EXERCISE REQUIREMENTS:
Each line of the listing below that includes "booleans" should be reported.

SUPPLIED DATA:
_ _ _

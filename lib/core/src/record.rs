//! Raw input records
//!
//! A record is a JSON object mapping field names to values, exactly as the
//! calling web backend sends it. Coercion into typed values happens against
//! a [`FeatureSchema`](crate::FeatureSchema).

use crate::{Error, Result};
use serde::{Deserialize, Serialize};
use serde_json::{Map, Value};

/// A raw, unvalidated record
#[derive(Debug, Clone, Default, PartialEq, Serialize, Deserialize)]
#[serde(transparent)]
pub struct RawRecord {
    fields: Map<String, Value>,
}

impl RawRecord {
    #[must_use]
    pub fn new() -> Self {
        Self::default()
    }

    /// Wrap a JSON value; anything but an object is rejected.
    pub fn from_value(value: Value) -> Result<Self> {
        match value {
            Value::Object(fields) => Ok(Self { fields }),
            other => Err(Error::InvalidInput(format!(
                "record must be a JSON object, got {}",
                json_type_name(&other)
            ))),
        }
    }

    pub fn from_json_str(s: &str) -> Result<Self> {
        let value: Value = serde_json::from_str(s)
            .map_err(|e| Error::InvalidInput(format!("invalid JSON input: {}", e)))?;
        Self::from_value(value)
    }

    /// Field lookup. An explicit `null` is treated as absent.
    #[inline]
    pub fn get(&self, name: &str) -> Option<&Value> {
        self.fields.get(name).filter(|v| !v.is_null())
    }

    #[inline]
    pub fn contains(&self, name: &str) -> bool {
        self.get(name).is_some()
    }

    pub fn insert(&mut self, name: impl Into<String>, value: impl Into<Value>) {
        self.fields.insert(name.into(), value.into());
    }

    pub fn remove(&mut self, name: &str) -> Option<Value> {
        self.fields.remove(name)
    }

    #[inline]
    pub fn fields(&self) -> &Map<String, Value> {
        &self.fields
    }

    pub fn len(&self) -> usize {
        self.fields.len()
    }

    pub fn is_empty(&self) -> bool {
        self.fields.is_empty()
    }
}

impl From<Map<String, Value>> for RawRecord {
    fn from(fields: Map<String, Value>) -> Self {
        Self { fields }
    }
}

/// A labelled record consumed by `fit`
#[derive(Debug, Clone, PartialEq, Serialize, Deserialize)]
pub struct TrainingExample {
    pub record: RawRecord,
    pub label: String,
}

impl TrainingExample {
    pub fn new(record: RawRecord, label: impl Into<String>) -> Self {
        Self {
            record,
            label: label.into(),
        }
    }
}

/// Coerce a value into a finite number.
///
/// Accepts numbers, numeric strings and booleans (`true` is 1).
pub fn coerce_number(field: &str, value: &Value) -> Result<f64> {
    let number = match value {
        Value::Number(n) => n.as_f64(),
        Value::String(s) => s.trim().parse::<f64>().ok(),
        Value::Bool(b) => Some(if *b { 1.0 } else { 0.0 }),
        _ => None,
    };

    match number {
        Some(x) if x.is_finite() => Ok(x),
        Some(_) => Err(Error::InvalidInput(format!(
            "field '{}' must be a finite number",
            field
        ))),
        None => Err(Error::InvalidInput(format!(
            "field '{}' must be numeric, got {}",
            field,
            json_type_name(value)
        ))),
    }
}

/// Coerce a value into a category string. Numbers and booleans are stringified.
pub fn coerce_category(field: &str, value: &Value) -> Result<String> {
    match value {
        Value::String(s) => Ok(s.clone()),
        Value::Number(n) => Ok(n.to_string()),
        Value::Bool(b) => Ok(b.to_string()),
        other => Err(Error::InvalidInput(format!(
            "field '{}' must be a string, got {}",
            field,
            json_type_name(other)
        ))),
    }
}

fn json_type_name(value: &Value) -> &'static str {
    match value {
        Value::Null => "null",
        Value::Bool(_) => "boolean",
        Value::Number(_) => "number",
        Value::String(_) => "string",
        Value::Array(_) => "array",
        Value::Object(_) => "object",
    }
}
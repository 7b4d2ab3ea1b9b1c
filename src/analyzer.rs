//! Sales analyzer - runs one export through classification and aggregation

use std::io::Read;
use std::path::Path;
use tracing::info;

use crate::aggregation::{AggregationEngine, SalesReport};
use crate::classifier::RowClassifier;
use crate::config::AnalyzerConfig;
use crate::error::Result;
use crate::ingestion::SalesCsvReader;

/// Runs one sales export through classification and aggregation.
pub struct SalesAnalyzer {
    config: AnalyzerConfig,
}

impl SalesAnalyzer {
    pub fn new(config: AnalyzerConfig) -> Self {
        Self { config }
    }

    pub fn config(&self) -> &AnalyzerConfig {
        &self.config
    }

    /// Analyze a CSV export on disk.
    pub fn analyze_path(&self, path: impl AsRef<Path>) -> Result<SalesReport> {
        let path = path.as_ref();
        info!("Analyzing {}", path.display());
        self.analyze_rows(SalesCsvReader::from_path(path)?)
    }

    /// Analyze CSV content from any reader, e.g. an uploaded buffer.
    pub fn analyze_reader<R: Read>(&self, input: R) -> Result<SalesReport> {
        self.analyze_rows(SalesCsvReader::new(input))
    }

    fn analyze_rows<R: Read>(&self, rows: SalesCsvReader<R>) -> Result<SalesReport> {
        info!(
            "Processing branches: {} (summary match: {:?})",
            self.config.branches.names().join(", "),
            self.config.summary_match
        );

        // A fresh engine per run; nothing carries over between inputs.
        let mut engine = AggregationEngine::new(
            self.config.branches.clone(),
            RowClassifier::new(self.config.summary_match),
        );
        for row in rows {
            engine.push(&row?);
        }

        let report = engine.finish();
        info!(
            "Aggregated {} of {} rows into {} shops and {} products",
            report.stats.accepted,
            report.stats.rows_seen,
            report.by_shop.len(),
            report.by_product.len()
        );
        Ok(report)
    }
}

_ _ _

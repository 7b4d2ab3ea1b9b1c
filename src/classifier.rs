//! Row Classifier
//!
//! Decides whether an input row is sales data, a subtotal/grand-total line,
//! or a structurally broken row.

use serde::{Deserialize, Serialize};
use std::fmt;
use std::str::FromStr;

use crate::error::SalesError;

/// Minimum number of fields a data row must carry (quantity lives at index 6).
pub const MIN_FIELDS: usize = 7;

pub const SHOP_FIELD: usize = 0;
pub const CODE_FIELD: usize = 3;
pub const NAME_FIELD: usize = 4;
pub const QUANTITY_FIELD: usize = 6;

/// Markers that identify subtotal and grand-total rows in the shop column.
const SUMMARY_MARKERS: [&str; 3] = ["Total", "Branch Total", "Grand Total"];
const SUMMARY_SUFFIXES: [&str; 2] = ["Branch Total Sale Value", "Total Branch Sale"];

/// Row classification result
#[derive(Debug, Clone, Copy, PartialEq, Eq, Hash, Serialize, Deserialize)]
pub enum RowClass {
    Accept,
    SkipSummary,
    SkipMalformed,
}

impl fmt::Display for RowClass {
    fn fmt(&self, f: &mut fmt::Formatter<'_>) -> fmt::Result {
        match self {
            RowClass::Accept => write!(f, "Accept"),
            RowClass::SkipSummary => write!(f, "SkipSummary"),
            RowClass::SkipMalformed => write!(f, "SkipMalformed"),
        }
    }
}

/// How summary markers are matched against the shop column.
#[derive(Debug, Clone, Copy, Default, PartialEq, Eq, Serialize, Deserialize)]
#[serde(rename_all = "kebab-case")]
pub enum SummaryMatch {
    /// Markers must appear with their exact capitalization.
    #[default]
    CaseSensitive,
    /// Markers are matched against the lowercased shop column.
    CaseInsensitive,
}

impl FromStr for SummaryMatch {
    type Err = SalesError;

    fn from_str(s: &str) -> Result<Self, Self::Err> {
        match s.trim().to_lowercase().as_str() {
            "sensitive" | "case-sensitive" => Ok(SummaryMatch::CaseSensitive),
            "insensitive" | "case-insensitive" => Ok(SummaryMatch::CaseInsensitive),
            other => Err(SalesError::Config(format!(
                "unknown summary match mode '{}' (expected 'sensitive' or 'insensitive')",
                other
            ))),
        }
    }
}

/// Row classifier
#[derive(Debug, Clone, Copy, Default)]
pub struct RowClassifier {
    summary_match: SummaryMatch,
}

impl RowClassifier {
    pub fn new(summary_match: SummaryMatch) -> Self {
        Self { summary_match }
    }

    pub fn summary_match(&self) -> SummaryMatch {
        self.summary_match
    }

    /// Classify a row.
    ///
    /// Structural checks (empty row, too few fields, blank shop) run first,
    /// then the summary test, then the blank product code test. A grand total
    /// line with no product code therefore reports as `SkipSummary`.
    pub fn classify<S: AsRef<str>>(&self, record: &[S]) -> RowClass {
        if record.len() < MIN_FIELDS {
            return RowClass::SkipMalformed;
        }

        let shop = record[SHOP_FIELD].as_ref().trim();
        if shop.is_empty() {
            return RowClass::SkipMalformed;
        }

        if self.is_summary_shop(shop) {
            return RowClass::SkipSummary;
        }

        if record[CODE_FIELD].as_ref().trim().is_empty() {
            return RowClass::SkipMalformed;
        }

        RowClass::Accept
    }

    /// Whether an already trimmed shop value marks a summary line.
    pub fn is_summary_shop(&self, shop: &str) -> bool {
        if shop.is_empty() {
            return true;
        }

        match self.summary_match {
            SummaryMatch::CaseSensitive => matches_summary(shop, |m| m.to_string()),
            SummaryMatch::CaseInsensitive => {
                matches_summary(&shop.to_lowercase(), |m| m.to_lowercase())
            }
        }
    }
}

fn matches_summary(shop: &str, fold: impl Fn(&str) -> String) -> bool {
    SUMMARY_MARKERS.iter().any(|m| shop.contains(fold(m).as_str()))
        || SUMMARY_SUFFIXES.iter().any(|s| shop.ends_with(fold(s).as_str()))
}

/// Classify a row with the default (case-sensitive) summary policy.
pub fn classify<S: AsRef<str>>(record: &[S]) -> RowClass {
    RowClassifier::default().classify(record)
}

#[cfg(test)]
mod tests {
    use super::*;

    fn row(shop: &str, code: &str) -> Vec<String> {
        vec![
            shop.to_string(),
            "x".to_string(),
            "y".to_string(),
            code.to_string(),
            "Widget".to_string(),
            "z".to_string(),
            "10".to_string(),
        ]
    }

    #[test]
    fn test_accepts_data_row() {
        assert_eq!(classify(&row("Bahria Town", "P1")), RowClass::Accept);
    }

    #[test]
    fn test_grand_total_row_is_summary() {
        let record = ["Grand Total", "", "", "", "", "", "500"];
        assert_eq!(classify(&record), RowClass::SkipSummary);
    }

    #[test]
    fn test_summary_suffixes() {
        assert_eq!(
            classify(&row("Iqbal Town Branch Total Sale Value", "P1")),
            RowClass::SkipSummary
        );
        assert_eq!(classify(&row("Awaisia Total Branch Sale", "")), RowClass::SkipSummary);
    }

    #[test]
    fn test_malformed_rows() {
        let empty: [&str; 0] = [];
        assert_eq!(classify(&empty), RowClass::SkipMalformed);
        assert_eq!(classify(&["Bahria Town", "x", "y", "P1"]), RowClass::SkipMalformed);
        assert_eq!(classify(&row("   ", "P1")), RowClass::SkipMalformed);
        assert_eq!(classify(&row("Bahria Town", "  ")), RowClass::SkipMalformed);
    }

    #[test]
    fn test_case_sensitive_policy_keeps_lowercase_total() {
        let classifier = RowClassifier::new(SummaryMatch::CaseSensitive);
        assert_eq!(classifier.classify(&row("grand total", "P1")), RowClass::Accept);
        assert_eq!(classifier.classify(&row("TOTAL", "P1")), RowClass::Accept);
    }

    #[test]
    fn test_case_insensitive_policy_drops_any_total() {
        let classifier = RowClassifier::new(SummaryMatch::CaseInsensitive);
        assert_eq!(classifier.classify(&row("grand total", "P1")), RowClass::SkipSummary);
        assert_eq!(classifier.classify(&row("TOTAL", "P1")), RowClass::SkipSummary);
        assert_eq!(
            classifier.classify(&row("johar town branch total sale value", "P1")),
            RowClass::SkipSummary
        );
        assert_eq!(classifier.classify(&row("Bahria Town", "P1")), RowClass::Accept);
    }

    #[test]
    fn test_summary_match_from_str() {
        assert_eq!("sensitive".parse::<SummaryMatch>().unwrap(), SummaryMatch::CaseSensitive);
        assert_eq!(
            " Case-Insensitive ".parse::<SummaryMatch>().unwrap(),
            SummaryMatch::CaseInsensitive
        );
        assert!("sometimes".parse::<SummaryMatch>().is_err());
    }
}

_ _ _

WRITTEN SOLUTION:
/// Accepts numbers, numeric strings and booleans (`true` is 1).
/// Coerce a value into a category string. Numbers and booleans are stringified.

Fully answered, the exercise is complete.